### ENTRIES SUPPLIED
┌──
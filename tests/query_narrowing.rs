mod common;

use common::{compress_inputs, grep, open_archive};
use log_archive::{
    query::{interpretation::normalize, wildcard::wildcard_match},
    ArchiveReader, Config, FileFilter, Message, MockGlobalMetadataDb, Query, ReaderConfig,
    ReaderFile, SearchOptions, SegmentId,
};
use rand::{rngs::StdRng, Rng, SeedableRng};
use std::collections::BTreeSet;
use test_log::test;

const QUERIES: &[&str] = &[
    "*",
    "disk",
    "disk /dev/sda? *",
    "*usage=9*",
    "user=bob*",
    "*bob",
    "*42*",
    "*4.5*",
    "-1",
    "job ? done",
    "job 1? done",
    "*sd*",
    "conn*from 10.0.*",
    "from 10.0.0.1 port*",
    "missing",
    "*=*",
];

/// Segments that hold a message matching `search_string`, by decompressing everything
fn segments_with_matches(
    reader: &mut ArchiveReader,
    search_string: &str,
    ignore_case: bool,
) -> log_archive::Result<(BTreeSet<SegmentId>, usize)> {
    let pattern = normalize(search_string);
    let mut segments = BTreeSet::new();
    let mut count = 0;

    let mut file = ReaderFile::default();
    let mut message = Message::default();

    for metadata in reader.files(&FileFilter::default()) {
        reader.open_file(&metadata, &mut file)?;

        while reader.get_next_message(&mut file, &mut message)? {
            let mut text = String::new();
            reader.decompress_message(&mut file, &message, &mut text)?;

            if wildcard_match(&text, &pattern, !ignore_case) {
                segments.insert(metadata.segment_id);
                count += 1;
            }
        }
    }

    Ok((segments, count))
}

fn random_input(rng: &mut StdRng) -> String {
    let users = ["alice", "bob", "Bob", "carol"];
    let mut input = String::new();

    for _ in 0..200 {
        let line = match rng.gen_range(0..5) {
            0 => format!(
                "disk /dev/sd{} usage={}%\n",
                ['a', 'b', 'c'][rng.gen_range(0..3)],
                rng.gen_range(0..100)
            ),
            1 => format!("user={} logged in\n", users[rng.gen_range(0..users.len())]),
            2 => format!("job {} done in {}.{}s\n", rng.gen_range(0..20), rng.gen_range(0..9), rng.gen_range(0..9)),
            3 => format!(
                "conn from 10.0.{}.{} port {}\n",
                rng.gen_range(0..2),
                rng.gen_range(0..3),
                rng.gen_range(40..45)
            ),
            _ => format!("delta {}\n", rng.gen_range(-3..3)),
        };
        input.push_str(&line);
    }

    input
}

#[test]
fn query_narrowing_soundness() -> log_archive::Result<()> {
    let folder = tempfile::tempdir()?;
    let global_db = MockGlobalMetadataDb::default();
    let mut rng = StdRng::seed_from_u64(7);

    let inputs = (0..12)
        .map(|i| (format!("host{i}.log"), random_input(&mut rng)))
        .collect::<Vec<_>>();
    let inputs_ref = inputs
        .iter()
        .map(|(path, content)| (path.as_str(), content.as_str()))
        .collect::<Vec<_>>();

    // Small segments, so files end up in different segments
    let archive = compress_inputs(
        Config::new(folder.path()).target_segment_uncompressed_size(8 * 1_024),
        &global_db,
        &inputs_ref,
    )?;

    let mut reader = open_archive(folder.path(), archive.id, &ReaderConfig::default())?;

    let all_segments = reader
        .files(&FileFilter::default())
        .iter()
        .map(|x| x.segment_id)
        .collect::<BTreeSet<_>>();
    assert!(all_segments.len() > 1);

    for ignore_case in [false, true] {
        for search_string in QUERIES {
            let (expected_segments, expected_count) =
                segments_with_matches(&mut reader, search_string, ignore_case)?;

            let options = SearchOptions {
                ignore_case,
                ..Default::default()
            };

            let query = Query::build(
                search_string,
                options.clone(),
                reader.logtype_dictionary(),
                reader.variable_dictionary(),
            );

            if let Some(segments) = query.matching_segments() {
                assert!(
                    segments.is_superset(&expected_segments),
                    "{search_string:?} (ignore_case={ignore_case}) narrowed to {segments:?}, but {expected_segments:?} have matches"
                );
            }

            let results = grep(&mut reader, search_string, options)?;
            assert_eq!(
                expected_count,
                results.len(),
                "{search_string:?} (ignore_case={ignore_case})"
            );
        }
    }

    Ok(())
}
└──
### DIRECTIONS FOR THIS TASK
Among the lines above, repeat exactly those from the line with "mod common;" to the line with "fn random_input(rng: &mut", counting both ends.

### EXPECTED OUTPUT
mod common;

use common::{compress_inputs, grep, open_archive};
use log_archive::{
    query::{interpretation::normalize, wildcard::wildcard_match},
    ArchiveReader, Config, FileFilter, Message, MockGlobalMetadataDb, Query, ReaderConfig,
    ReaderFile, SearchOptions, SegmentId,
};
use rand::{rngs::StdRng, Rng, SeedableRng};
use std::collections::BTreeSet;
use test_log::test;

const QUERIES: &[&str] = &[
    "*",
    "disk",
    "disk /dev/sda? *",
    "*usage=9*",
    "user=bob*",
    "*bob",
    "*42*",
    "*4.5*",
    "-1",
    "job ? done",
    "job 1? done",
    "*sd*",
    "conn*from 10.0.*",
    "from 10.0.0.1 port*",
    "missing",
    "*=*",
];

/// Segments that hold a message matching `search_string`, by decompressing everything
fn segments_with_matches(
    reader: &mut ArchiveReader,
    search_string: &str,
    ignore_case: bool,
) -> log_archive::Result<(BTreeSet<SegmentId>, usize)> {
    let pattern = normalize(search_string);
    let mut segments = BTreeSet::new();
    let mut count = 0;

    let mut file = ReaderFile::default();
    let mut message = Message::default();

    for metadata in reader.files(&FileFilter::default()) {
        reader.open_file(&metadata, &mut file)?;

        while reader.get_next_message(&mut file, &mut message)? {
            let mut text = String::new();
            reader.decompress_message(&mut file, &message, &mut text)?;

            if wildcard_match(&text, &pattern, !ignore_case) {
                segments.insert(metadata.segment_id);
                count += 1;
            }
        }
    }

    Ok((segments, count))
}

fn random_input(rng: &mut StdRng) -> String {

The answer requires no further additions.